他出来以后呢,不敢向外面宣扬说我们是同仁堂的后裔,怕遭到什么意外的事情。我们都是不给人家讲。有一次,就是开放以后呢,他的学生有跟着台湾的团体去旅游的,到同仁堂去,大概是给药膳给他们吃,吃了以后还告诉你营养怎么样,柜台的先生就告诉我们这个学生,告诉他有一支同仁堂的人现在在台湾,隐名埋姓。说了那以后呢,这个学生回来就问他,就说老师,我前几天从北京回来,有这么一回事,你是不是同仁堂的人?他就笑了。他的学生才知道,噢,原来你是同仁堂的后裔。

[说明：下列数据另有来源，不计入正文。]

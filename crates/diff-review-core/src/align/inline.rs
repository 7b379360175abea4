//! Token-level alignment of a removed line against its paired added line.
//!
//! Used to highlight only the changed sub-spans of a modified line instead of
//! the whole line. Alignment is a classic longest-common-subsequence DP over
//! tokens, O(m·n) in the two token counts, so callers should feed it line
//! pairs, not whole files.

use serde::{Deserialize, Serialize};

/// Whether a segment is shared between the two lines or unique to one side.
#[derive(Debug, Clone, Copy, PartialEq, Eq, Serialize, Deserialize)]
pub enum SegmentKind {
    /// Present on both sides.
    Equal,
    /// Present only on this side.
    Change,
}

/// A run of adjacent tokens with the same classification.
#[derive(Debug, Clone, PartialEq, Eq, Serialize, Deserialize)]
pub struct InlineSegment {
    /// Concatenated token text.
    pub text: String,
    /// Segment classification.
    pub kind: SegmentKind,
}

/// The alignment result for one removed/added line pair.
///
/// Concatenating `old_segments` texts reproduces the old line exactly, and
/// likewise for `new_segments`; tokenization is lossless.
#[derive(Debug, Clone, PartialEq, Eq, Serialize, Deserialize)]
pub struct AlignedPair {
    pub old_segments: Vec<InlineSegment>,
    pub new_segments: Vec<InlineSegment>,
}

/// Punctuation characters that form their own token runs.
const PUNCTUATION: &str = ",.()[]{}<>:+-/*=";

/// Compute which sub-spans of `old_text` and `new_text` are shared.
///
/// Total and deterministic: any two strings (including empty ones) produce a
/// valid segment pair, and equal inputs produce a single `Equal` segment on
/// each side.
pub fn align_pair(old_text: &str, new_text: &str) -> AlignedPair {
    let old_tokens = tokenize(old_text);
    let new_tokens = tokenize(new_text);
    let m = old_tokens.len();
    let n = new_tokens.len();

    // dp[i][j] = LCS length of the token suffixes starting at i and j.
    let mut dp = vec![vec![0u32; n + 1]; m + 1];
    for i in (0..m).rev() {
        for j in (0..n).rev() {
            dp[i][j] = if old_tokens[i] == new_tokens[j] {
                dp[i + 1][j + 1] + 1
            } else {
                dp[i + 1][j].max(dp[i][j + 1])
            };
        }
    }

    // Greedy table-guided walk from the front. Ties prefer consuming the old
    // side, which keeps the output reproducible byte for byte.
    let mut old_segments = SegmentBuilder::new();
    let mut new_segments = SegmentBuilder::new();
    let mut i = 0;
    let mut j = 0;
    while i < m && j < n {
        if old_tokens[i] == new_tokens[j] {
            old_segments.push(SegmentKind::Equal, old_tokens[i]);
            new_segments.push(SegmentKind::Equal, new_tokens[j]);
            i += 1;
            j += 1;
        } else if dp[i + 1][j] >= dp[i][j + 1] {
            old_segments.push(SegmentKind::Change, old_tokens[i]);
            i += 1;
        } else {
            new_segments.push(SegmentKind::Change, new_tokens[j]);
            j += 1;
        }
    }
    while i < m {
        old_segments.push(SegmentKind::Change, old_tokens[i]);
        i += 1;
    }
    while j < n {
        new_segments.push(SegmentKind::Change, new_tokens[j]);
        j += 1;
    }

    AlignedPair {
        old_segments: old_segments.finish(),
        new_segments: new_segments.finish(),
    }
}

/// Split `text` into maximal runs of word characters, whitespace, or
/// punctuation. Separators are kept as tokens, so concatenating the result
/// reproduces `text`.
fn tokenize(text: &str) -> Vec<&str> {
    #[derive(PartialEq, Clone, Copy)]
    enum Class {
        Space,
        Punct,
        Word,
    }

    fn class_of(c: char) -> Class {
        if c.is_whitespace() {
            Class::Space
        } else if PUNCTUATION.contains(c) {
            Class::Punct
        } else {
            Class::Word
        }
    }

    let mut tokens = Vec::new();
    let mut start = 0;
    let mut current: Option<Class> = None;

    for (offset, c) in text.char_indices() {
        let class = class_of(c);
        match current {
            Some(prev) if prev == class => {}
            Some(_) => {
                tokens.push(&text[start..offset]);
                start = offset;
                current = Some(class);
            }
            None => current = Some(class),
        }
    }
    if current.is_some() {
        tokens.push(&text[start..]);
    }
    tokens
}

/// Accumulates tokens into segments, coalescing adjacent same-kind runs.
struct SegmentBuilder {
    segments: Vec<InlineSegment>,
}

impl SegmentBuilder {
    fn new() -> Self {
        Self {
            segments: Vec::new(),
        }
    }

    fn push(&mut self, kind: SegmentKind, token: &str) {
        match self.segments.last_mut() {
            Some(last) if last.kind == kind => last.text.push_str(token),
            _ => self.segments.push(InlineSegment {
                text: token.to_string(),
                kind,
            }),
        }
    }

    fn finish(self) -> Vec<InlineSegment> {
        self.segments
    }
}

他来到台湾,就是嫂子在同仁堂店里掌管的时候,我们还是很低调,我们对外头邻居么,不讲这些事情。人家说你外省的人么,也不会讲什么话,也不会和我们打招呼,不会的。怕走漏出去,对我们很不利。

定:在台湾有什么不利?台湾也不会斗争资本家啊。

刘:怕人家传到大陆去,大陆的亲戚会遭殃啊。大陆还有我们很多的亲戚,我们亲的兄弟,侄子,他们都还在么,对不对?他的弟弟,我们同父同母的弟弟,我第一次回去的时候,我那个弟妹就讲么,说三嫂我什么东西都没给你留,本来家里留给你的东西,一袋一袋的,都是首饰,抄家的时候我整个把它们扔到粪坑里面去了。我说我们回来不是来要东西的,我能回来,是亲情,大家能够见面,我们就很知足的,分开了四十多年嘛。下飞机的时候弟弟抱着他呜呜呜地哭啊,我都看了难过。他就很勇敢,眼睛红一下,不敢出声音。

觉心:刚开放的时候像我们回去呀,他们都会靠过来说,欢迎回来,但是不要活动。

定:会说这样的话?

刘:在大陆我们坐卧铺到上海(乐插话:南昌),我想坐坐大陆的卧铺是什么样的情形。四个位子,我一个位子,他一个,我们女儿一个。另一个就是一个干部,就配着看着我们,说你回来探亲可以,不要活动哦。

定:我有一个问题,咱们同仁堂是个北方的药店是吧,可是这边的中药,应该都是南方的中药啊。

乐:也都是从大陆过来的。

定:那你们来台湾经营同仁堂,你们的药材怎么解决呢?

乐:药材大陆有,放一部分过来。台北有个迪化街,迪化街有中药批发的地方,我们都在那边买。

定:当时两岸隔绝的时候怎么办呢?

乐:还是有,还是有办法嘛。大陆那边睁一眼闭一眼就过来了。这边大家都是汉人嘛,都要吃中药嘛。

觉心:他们有去澎湖,澎湖有个地方哈,专门那个时候等于是中间站,大部分药材进来,先到澎湖的那个村落,那个地方整个村落都弄中药,再从澎湖进到台湾。

乐:这个管道我就不知道了。

定:你们的药材质量能保证么?

乐:有配方啊,该泡的泡的,该醋的醋的,按方子炮制。那不能马虎啊。